What do the lines say from the start of the entries through the one containing "as a value of"? Repeat them exactly.

PROVIDED DATA Block Start

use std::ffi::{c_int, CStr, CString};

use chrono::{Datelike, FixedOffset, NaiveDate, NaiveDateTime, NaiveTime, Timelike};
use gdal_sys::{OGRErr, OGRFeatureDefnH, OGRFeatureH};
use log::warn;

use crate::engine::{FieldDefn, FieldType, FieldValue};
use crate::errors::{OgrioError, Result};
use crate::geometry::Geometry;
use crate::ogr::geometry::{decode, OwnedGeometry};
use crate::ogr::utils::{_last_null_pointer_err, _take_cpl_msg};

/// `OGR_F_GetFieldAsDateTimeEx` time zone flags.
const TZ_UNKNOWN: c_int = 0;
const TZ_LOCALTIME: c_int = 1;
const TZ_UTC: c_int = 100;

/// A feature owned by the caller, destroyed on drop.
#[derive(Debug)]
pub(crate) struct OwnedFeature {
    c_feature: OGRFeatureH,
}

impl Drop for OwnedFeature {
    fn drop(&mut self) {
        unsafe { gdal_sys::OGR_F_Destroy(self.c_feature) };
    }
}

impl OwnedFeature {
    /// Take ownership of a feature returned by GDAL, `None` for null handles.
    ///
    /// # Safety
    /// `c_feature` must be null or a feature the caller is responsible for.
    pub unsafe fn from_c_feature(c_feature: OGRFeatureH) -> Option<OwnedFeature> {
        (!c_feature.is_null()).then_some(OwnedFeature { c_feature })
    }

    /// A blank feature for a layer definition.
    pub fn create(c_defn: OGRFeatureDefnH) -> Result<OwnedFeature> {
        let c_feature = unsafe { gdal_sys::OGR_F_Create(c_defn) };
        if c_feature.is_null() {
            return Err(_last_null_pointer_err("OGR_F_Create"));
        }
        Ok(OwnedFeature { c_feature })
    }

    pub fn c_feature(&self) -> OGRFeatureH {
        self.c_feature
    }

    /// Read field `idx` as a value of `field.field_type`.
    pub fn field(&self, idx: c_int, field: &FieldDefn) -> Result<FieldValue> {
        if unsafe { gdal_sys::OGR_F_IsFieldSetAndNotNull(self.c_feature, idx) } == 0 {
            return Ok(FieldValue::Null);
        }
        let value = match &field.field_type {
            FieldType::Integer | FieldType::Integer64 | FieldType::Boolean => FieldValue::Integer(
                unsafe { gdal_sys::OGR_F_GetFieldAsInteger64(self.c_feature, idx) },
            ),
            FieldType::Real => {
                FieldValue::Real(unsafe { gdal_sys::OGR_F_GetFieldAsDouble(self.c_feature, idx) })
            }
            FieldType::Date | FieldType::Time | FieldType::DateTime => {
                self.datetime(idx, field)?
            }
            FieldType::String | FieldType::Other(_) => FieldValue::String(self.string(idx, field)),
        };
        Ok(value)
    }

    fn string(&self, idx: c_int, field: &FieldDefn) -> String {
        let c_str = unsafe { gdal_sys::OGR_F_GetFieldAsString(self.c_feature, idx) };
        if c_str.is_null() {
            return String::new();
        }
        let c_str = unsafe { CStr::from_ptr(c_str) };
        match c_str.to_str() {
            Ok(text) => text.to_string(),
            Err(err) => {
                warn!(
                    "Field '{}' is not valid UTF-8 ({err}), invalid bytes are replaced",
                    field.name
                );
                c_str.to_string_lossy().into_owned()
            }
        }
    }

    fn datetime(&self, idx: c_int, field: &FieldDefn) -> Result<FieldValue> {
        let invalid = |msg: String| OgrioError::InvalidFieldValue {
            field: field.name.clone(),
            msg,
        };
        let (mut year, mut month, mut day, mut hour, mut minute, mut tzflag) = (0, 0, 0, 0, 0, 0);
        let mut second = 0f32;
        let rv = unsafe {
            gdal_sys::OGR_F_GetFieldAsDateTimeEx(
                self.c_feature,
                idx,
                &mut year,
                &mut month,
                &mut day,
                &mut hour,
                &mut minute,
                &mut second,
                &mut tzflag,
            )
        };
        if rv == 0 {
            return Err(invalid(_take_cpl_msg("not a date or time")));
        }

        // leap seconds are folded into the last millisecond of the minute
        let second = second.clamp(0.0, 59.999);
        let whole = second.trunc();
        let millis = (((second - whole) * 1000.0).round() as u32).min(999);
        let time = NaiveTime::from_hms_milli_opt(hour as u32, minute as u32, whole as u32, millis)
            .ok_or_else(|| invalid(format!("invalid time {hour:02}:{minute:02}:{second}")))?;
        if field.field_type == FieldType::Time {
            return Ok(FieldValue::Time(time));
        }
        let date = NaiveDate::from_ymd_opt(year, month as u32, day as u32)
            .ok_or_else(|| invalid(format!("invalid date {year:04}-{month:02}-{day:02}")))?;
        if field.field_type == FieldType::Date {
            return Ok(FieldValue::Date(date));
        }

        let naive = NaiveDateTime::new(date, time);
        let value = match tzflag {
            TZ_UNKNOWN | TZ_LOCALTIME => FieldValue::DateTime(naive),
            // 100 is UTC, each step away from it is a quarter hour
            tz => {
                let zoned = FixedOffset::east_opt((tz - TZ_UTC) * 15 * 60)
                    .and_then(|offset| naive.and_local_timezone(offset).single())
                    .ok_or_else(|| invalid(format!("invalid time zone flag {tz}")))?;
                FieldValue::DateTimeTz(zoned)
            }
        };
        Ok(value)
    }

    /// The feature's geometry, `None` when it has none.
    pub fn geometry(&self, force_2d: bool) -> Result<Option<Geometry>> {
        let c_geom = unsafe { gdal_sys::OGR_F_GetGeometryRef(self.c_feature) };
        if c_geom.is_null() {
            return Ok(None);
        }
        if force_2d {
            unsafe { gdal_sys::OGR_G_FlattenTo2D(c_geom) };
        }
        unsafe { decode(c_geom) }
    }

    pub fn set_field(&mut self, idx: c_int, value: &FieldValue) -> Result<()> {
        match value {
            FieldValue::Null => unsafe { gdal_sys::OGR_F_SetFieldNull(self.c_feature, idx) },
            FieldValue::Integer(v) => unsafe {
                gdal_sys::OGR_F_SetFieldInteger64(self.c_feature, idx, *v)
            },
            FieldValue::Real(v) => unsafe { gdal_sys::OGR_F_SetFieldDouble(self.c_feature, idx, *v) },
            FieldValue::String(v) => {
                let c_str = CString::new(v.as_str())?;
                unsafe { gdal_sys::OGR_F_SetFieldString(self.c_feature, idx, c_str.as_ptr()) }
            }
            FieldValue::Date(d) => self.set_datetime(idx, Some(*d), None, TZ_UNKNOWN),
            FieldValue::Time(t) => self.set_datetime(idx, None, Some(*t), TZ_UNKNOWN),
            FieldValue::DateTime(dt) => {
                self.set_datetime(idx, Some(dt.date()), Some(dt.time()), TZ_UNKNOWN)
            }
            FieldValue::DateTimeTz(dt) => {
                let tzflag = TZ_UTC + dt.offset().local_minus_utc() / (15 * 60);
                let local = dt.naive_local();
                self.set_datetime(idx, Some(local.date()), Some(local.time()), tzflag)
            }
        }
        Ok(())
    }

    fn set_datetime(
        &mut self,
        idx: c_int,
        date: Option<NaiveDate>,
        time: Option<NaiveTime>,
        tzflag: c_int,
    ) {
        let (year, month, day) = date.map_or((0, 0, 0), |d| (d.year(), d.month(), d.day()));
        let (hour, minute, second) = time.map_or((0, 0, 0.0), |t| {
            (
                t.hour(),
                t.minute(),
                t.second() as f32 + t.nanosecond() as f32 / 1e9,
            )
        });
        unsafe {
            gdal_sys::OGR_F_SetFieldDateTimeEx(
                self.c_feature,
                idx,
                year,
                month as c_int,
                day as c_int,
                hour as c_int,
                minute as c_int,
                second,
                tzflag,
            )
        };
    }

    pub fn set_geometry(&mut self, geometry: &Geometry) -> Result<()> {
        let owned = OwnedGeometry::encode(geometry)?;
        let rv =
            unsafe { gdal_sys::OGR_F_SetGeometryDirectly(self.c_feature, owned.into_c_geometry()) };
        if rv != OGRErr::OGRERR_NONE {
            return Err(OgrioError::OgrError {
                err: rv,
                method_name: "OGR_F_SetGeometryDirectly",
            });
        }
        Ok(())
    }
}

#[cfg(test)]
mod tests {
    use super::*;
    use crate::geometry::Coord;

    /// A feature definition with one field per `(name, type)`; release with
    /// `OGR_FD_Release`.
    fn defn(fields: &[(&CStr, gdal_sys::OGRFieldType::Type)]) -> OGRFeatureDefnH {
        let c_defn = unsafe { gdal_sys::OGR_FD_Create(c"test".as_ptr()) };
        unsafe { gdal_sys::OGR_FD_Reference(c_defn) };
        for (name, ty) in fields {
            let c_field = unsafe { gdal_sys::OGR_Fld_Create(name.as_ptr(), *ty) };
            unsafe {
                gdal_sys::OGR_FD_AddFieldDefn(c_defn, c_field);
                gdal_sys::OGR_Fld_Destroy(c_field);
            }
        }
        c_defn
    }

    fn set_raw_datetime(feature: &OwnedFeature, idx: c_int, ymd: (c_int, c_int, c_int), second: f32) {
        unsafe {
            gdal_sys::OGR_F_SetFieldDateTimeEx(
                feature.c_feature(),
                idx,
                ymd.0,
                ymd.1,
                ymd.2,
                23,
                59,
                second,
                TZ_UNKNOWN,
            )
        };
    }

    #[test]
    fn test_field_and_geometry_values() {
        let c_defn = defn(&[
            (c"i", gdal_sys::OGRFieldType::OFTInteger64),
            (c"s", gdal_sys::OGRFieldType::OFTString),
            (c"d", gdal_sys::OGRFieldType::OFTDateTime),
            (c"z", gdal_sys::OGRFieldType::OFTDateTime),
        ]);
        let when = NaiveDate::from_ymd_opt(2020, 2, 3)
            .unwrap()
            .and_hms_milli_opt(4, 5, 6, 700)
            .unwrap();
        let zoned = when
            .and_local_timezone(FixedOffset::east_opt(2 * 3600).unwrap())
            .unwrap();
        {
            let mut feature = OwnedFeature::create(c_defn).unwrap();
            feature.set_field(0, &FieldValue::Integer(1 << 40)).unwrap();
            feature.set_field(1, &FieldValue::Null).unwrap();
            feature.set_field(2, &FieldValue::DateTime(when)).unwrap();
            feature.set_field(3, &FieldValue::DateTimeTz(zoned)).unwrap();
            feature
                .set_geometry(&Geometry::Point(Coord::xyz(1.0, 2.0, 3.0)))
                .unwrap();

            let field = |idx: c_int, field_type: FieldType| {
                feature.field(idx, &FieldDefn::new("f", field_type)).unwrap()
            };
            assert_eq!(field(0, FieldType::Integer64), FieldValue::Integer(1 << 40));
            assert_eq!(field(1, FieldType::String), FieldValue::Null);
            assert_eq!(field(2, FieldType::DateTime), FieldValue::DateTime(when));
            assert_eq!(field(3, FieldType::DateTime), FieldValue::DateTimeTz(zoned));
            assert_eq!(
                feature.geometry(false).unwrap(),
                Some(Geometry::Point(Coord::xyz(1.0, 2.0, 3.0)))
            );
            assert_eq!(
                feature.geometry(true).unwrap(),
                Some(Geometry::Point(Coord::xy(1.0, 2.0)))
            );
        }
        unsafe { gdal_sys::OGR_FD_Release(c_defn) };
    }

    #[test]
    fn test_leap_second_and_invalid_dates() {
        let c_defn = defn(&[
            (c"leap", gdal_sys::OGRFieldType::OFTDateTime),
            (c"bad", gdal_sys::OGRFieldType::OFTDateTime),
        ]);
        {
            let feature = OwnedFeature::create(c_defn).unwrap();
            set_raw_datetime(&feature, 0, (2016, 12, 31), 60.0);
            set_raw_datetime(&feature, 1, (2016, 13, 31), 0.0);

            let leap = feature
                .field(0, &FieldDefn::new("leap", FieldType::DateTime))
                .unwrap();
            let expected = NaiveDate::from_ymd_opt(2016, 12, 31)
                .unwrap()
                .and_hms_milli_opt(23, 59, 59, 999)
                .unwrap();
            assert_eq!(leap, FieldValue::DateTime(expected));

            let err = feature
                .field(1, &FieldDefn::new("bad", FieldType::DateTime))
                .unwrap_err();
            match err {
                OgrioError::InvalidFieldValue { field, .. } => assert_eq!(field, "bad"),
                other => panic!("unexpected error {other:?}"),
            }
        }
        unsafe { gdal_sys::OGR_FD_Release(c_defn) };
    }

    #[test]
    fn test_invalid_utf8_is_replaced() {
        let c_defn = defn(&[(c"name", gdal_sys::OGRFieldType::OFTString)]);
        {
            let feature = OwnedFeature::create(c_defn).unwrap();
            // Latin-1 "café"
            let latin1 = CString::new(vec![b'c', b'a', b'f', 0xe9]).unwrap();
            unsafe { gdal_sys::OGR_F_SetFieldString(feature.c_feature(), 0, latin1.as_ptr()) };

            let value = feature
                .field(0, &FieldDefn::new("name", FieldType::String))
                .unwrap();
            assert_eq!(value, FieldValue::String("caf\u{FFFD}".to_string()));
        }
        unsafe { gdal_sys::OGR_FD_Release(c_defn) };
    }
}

PROVIDED DATA Block End

▶ _WRITTEN SOLUTION_
use std::ffi::{c_int, CStr, CString};

use chrono::{Datelike, FixedOffset, NaiveDate, NaiveDateTime, NaiveTime, Timelike};
use gdal_sys::{OGRErr, OGRFeatureDefnH, OGRFeatureH};
use log::warn;

use crate::engine::{FieldDefn, FieldType, FieldValue};
use crate::errors::{OgrioError, Result};
use crate::geometry::Geometry;
use crate::ogr::geometry::{decode, OwnedGeometry};
use crate::ogr::utils::{_last_null_pointer_err, _take_cpl_msg};

/// `OGR_F_GetFieldAsDateTimeEx` time zone flags.
const TZ_UNKNOWN: c_int = 0;
const TZ_LOCALTIME: c_int = 1;
const TZ_UTC: c_int = 100;

/// A feature owned by the caller, destroyed on drop.
#[derive(Debug)]
pub(crate) struct OwnedFeature {
    c_feature: OGRFeatureH,
}

impl Drop for OwnedFeature {
    fn drop(&mut self) {
        unsafe { gdal_sys::OGR_F_Destroy(self.c_feature) };
    }
}

impl OwnedFeature {
    /// Take ownership of a feature returned by GDAL, `None` for null handles.
    ///
    /// # Safety
    /// `c_feature` must be null or a feature the caller is responsible for.
    pub unsafe fn from_c_feature(c_feature: OGRFeatureH) -> Option<OwnedFeature> {
        (!c_feature.is_null()).then_some(OwnedFeature { c_feature })
    }

    /// A blank feature for a layer definition.
    pub fn create(c_defn: OGRFeatureDefnH) -> Result<OwnedFeature> {
        let c_feature = unsafe { gdal_sys::OGR_F_Create(c_defn) };
        if c_feature.is_null() {
            return Err(_last_null_pointer_err("OGR_F_Create"));
        }
        Ok(OwnedFeature { c_feature })
    }

    pub fn c_feature(&self) -> OGRFeatureH {
        self.c_feature
    }

    /// Read field `idx` as a value of `field.field_type`.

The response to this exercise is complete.